Other measures like analgesia, good hydration, bed rest, elevation of affected limb,
crape bandage can be applied on the affected limb from the dorsum of foot and up to
above knee joint or even to the groin, etc…
DEEP VENOUS THROMBOSIS OF THE UPPER EXTREMITY
Upper extremity DVT is much less common than lower extremity DVT & can be divided
into two categories:
- Primary etiologies
Paget-Schroetter syndrome
It develops due to repetitive motion of upper extremity, such as swimming, which
causes repetitive extrinsic compression of the subclavian vein in a patient with
thoracic outlet syndrome.
Idiopathic upper extremity DVT.
It's sometimes attributed to an occult malignancy,
Secondary etiologies
Indwelling central venous catheter
Pacemaker
Thrombophilia
Malignancy
Clinical features, investigations & treatment
The same as for lower extremity DVT.
Superficial Thrombophlebitis
Predisposing risk factors are recent surgery, recent childbirth, venous stasis, varicose
veins, or intravenous drug use and indwelling catheter.
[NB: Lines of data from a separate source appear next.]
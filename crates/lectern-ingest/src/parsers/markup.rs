//! HTML and XML parsers.

use super::{stem_title, DocumentParser, ParsedDocument};
use crate::error::{IngestError, IngestResult};
use quick_xml::events::Event;
use quick_xml::Reader;
use regex::Regex;
use std::path::Path;
use std::sync::OnceLock;

struct HtmlPatterns {
    hidden: Regex,
    title: Regex,
    block: Regex,
    tag: Regex,
    entity: Regex,
}

/// Compiled once; the patterns are constants.
fn patterns() -> &'static HtmlPatterns {
    static PATTERNS: OnceLock<HtmlPatterns> = OnceLock::new();
    PATTERNS.get_or_init(|| HtmlPatterns {
        hidden: Regex::new(
            r"(?is)<(script|style|head|title|noscript)\b[^>]*>.*?</(script|style|head|title|noscript)\s*>|<!--.*?-->",
        )
        .expect("Invalid regex"),
        title: Regex::new(r"(?is)<title\b[^>]*>(.*?)</title\s*>").expect("Invalid regex"),
        block: Regex::new(
            r"(?i)<br\s*/?>|</?(p|div|li|ul|ol|tr|table|h[1-6]|section|article|blockquote|pre)\b[^>]*>",
        )
        .expect("Invalid regex"),
        tag: Regex::new(r"(?s)<[^>]*>").expect("Invalid regex"),
        entity: Regex::new(r"&(#x[0-9a-fA-F]+|#[0-9]+|[a-zA-Z]+);").expect("Invalid regex"),
    })
}

fn decode_entity(entity: &str) -> Option<String> {
    let decoded = match entity {
        "amp" => '&',
        "lt" => '<',
        "gt" => '>',
        "quot" => '"',
        "apos" => '\'',
        "nbsp" => ' ',
        _ => {
            let code = if let Some(hex) = entity.strip_prefix("#x") {
                u32::from_str_radix(hex, 16).ok()?
            } else {
                entity.strip_prefix('#')?.parse().ok()?
            };
            char::from_u32(code)?
        }
    };
    Some(decoded.to_string())
}

/// Strip markup from an HTML page, keeping block structure as line breaks.
pub fn html_to_text(html: &str) -> String {
    let p = patterns();
    let text = p.hidden.replace_all(html, " ");
    let text = p.block.replace_all(&text, "\n");
    let text = p.tag.replace_all(&text, "");
    let text = p.entity.replace_all(&text, |caps: &regex::Captures| {
        decode_entity(&caps[1]).unwrap_or_else(|| caps[0].to_string())
    });

    let mut lines = Vec::new();
    let mut blank = false;
    for line in text.lines() {
        let line = line.split_whitespace().collect::<Vec<_>>().join(" ");
        if line.is_empty() {
            if !blank && !lines.is_empty() {
                lines.push(String::new());
            }
            blank = true;
        } else {
            lines.push(line);
            blank = false;
        }
    }
    lines.join("\n").trim().to_string()
}

fn html_title(html: &str) -> Option<String> {
    let title = patterns().title.captures(html)?.get(1)?.as_str();
    let title = html_to_text(title);
    (!title.is_empty()).then_some(title)
}

/// Parser for HTML pages.
pub struct HtmlParser;

impl HtmlParser {
    pub fn new() -> Self {
        Self
    }
}

impl Default for HtmlParser {
    fn default() -> Self {
        Self::new()
    }
}

impl DocumentParser for HtmlParser {
    fn parse(&self, path: &Path) -> IngestResult<ParsedDocument> {
        let bytes = std::fs::read(path)?;
        let html = String::from_utf8_lossy(&bytes);

        let doc = ParsedDocument::new(html_to_text(&html))
            .with_metadata(serde_json::json!({ "format": "html" }));
        Ok(match html_title(&html).or_else(|| stem_title(path)) {
            Some(title) => doc.with_title(title),
            None => doc,
        })
    }

    fn extensions(&self) -> &[&str] {
        &["html", "htm", "xhtml"]
    }
}

/// Collect the text nodes of an XML document, one per line.
pub(crate) fn xml_text(xml: &str) -> Result<String, String> {
    let mut reader = Reader::from_str(xml);
    let mut buf = Vec::new();
    let mut parts = Vec::new();

    loop {
        match reader.read_event_into(&mut buf) {
            Ok(Event::Text(e)) => {
                let text = e.unescape().map_err(|e| e.to_string())?;
                let text = text.trim();
                if !text.is_empty() {
                    parts.push(text.to_string());
                }
            }
            Ok(Event::CData(e)) => {
                let text = String::from_utf8_lossy(&e.into_inner()).trim().to_string();
                if !text.is_empty() {
                    parts.push(text);
                }
            }
            Ok(Event::Eof) => break,
            Err(e) => return Err(format!("XML error at {}: {}", reader.buffer_position(), e)),
            _ => {}
        }
        buf.clear();
    }

    Ok(parts.join("\n"))
}

/// Parser for generic XML documents.
pub struct XmlParser;

impl XmlParser {
    pub fn new() -> Self {
        Self
    }
}

impl Default for XmlParser {
    fn default() -> Self {
        Self::new()
    }
}

impl DocumentParser for XmlParser {
    fn parse(&self, path: &Path) -> IngestResult<ParsedDocument> {
        let content = std::fs::read_to_string(path)?;
        let text = xml_text(&content).map_err(|e| IngestError::parse(path, e))?;

        let doc = ParsedDocument::new(text).with_metadata(serde_json::json!({ "format": "xml" }));
        Ok(match stem_title(path) {
            Some(title) => doc.with_title(title),
            None => doc,
        })
    }

    fn extensions(&self) -> &[&str] {
        &["xml"]
    }
}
Patients who deny any of the
aforementioned factors may be classified with idiopathic thrombophlebitis. In these
cases, care must be taken to ensure that the patient does not harbor an occult
hypercoagulable state or an occult malignancy.
Treatment of localized, noncomplicated thrombophlebitis involves conservative therapy,
which consists of anti-inflammatory medication and compression stockings.